◆ WHAT THE TASK REQUIRES
Go through the material under this sentence. Return every line holding "number".
═══
impl Server {
    /// Server for `public_dir` with every optional feature off.
    pub fn new(public_dir: &str) -> Self {
        Self {
            public_dir: public_dir.trim_end_matches('/').to_string(),
            bindaddr: None,
            port: if getuid().is_root() { 80 } else { 8080 },
            logger: Logger::default(),
            receive_timeout: DEFAULT_RECEIVE_TIMEOUT,
            send_timeout: DEFAULT_SEND_TIMEOUT,
            index_name: Some(DEFAULT_INDEX_NAME.to_string()),
            autoindex: None,
            cgi: None,
            put_path: None,
            private_dir: None,
            pragma: None,
            auth_key: None,
            auth_methods: vec![Method::Get, Method::Head, Method::Put, Method::Delete],
            mime_map: MimeMap::default(),
            want_no_keepalive: false,
            want_sendfile: true,
            want_chroot: false,
            want_daemon: false,
            drop_uid: None,
            drop_gid: None,
        }
    }

    /// Build the configuration from command line arguments, including `argv[0]`.
    ///
    /// Returns `None` after printing usage.
    pub fn from_args<I: IntoIterator<Item = String>>(args: I) -> Result<Option<Self>> {
        let mut args = args.into_iter();
        let name = args.next().unwrap_or_else(|| env!("CARGO_PKG_NAME").to_string());
        let mut server = match args.next().as_deref() {
            None | Some("--help") => {
                usage(&name); // no public_dir given
                return Ok(None);
            }
            Some(public_dir) => Self::new(public_dir),
        };
        let mut log_sink = LogSink::Stdout;
        let mut log_level = DEFAULT_LEVEL;
        while let Some(arg) = args.next().as_deref() {
            match arg {
                "--port" => {
                    let number = args.next().context("missing number after --port")?;
                    server.port = number
                        .parse()
                        .with_context(|| format!("port number {} is invalid", number))?;
                }
                "--addr" => {
                    server.bindaddr = Some(args.next().context("missing ip after --addr")?);
                }
                "--log" => {
                    let filename = args.next().context("missing filename after --log")?;
                    log_sink = LogSink::File(BufWriter::new(
                        OpenOptions::new()
                            .append(true)
                            .create(true)
                            .open(&filename)
                            .with_context(|| format!("failed to open log file {}", filename))?,
                    ))
                }
                "--syslog" => log_sink = LogSink::Syslog,
                "--log-level" => {
                    let number = args.next().context("missing number after --log-level")?;
                    log_level = number
                        .parse()
                        .ok()
                        .filter(|level| *level <= 4)
                        .with_context(|| format!("log level {} is invalid", number))?;
                }
                "--timeout" => {
                    server.receive_timeout = parse_seconds(args.next(), "--timeout")?;
                }
                "--send-timeout" => {
                    server.send_timeout = parse_seconds(args.next(), "--send-timeout")?;
                }
                "--index" => {
                    server.index_name =
                        Some(args.next().context("missing filename after --index")?);
                }
                "--no-index" => server.index_name = None,
                "--autoindex" => {
                    let format = args.next().context("missing format after --autoindex")?;
                    server.autoindex = Some(match format.as_str() {
                        "json" => ListingFormat::Json,
                        "xml" => ListingFormat::Xml,
                        _ => return Err(anyhow!("unknown listing format `{}'", format)),
                    });
                }
                "--cgi" => {
                    let prefix = args.next().context("missing prefix after --cgi")?;
                    let dir = args.next().context("missing directory after --cgi")?;
                    if !prefix.starts_with('/') {
                        return Err(anyhow!("cgi prefix `{}' must start with /", prefix));
                    }
                    server.cgi = Some((prefix, dir.trim_end_matches('/').to_string()));
                }
                "--put-path" => {
                    let prefix = args.next().context("missing prefix after --put-path")?;
                    if !prefix.starts_with('/') {
                        return Err(anyhow!("put prefix `{}' must start with /", prefix));
                    }
                    server.put_path = Some(prefix);
                }
                "--private-dir" => {
                    let dir = args.next().context("missing directory after --private-dir")?;
                    server.private_dir = Some(dir.trim_end_matches('/').to_string());
                }
                "--pragma" => {
                    server.pragma = Some(args.next().context("missing value after --pragma")?);
                }
                "--auth" => {
                    let user_pass = args.next().context("missing user:pass after --auth")?;
                    if !user_pass.contains(':') {
                        return Err(anyhow!("expected user:pass after --auth"));
                    }
                    server.auth_key =
                        Some(format!("Basic {}", Base64Encoded(user_pass.as_bytes())));
                }
                "--auth-methods" => {
                    let list = args.next().context("missing list after --auth-methods")?;
                    server.auth_methods = list
                        .split(',')
                        .map(|token| {
                            Method::parse(token.as_bytes(), true)
                                .with_context(|| format!("unknown method `{}'", token))
                        })
                        .collect::<Result<_>>()?;
                }
                "--mimetypes" => {
                    let filename = args.next().context("missing filename after --mimetypes")?;
                    server
                        .mime_map
                        .parse_extension_map_file(&OsString::from(filename))?;
                }
                "--default-mimetype" => {
                    server.mime_map.default_mimetype = args
                        .next()
                        .context("missing string after --default-mimetype")?;
                }
                "--no-keepalive" => server.want_no_keepalive = true,
                "--no-sendfile" => server.want_sendfile = false,
                "--chroot" => server.want_chroot = true,
                "--daemon" => server.want_daemon = true,
                "--uid" => {
                    let uid = args.next().context("missing uid after --uid")?;
                    let user1 = User::from_name(&uid).context("getpwnam failed")?;
                    let user2 = uid
                        .parse()
                        .ok()
                        .and_then(|uid| User::from_uid(Uid::from_raw(uid)).transpose())
                        .transpose()
                        .context("getpwuid failed")?;
                    let user = user1
                        .or(user2)
                        .with_context(|| format!("no such uid: `{}'", uid))?;
                    server.drop_uid = Some(user.uid)
                }
                "--gid" => {
                    let gid = args.next().context("missing gid after --gid")?;
                    let group1 = Group::from_name(&gid).context("getgrnam failed")?;
                    let group2 = gid
                        .parse()
                        .ok()
                        .and_then(|gid| Group::from_gid(Gid::from_raw(gid)).transpose())
                        .transpose()
                        .context("getgrgid failed")?;
                    let group = group1
                        .or(group2)
                        .with_context(|| format!("no such gid: `{}'", gid))?;
                    server.drop_gid = Some(group.gid)
                }
                _ => {
                    return Err(anyhow!("unknown argument `{}'", arg));
                }
            }
        }
        server.logger = Logger::new(log_sink, log_level);
        Ok(Some(server))
    }

    /// Whether PUT and DELETE are recognized at all.
    pub fn writes_enabled(&self) -> bool {
        self.put_path.is_some()
    }

    pub fn requires_auth(&self, method: Method) -> Option<&str> {
        self.auth_key
            .as_deref()
            .filter(|_| self.auth_methods.contains(&method))
    }

    pub fn socket_addr(&self) -> Result<SocketAddr> {
        let addr = match self.bindaddr.as_deref() {
            Some(addr) => IpAddr::from_str(addr).context("malformed --addr argument")?,
            None => IpAddr::V4(Ipv4Addr::UNSPECIFIED),
        };
        Ok(SocketAddr::new(addr, self.port))
    }

    /// Initialize the TcpListener. This is the socket that we accept connections from.
    pub fn create_listener(&mut self) -> Result<TcpListener> {
        let socket_addr = self.socket_addr()?;
        // Sets `SO_REUSEADDR` implicitly.
        let listener = TcpListener::bind(socket_addr)
            .with_context(|| format!("failed to create listening socket for {}", socket_addr))?;
        // Port 0 asks the system for any free port.
        self.port = listener
            .local_addr()
            .context("failed to read listening address")?
            .port();
        println!("listening on: http://{}:{}/", socket_addr.ip(), self.port);
        Ok(listener)
    }
}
═══
◆ OUTPUT
                    let number = args.next().context("missing number after --port")?;
                    server.port = number
                        .with_context(|| format!("port number {} is invalid", number))?;
                    let number = args.next().context("missing number after --log-level")?;
                    log_level = number
                        .with_context(|| format!("log level {} is invalid", number))?;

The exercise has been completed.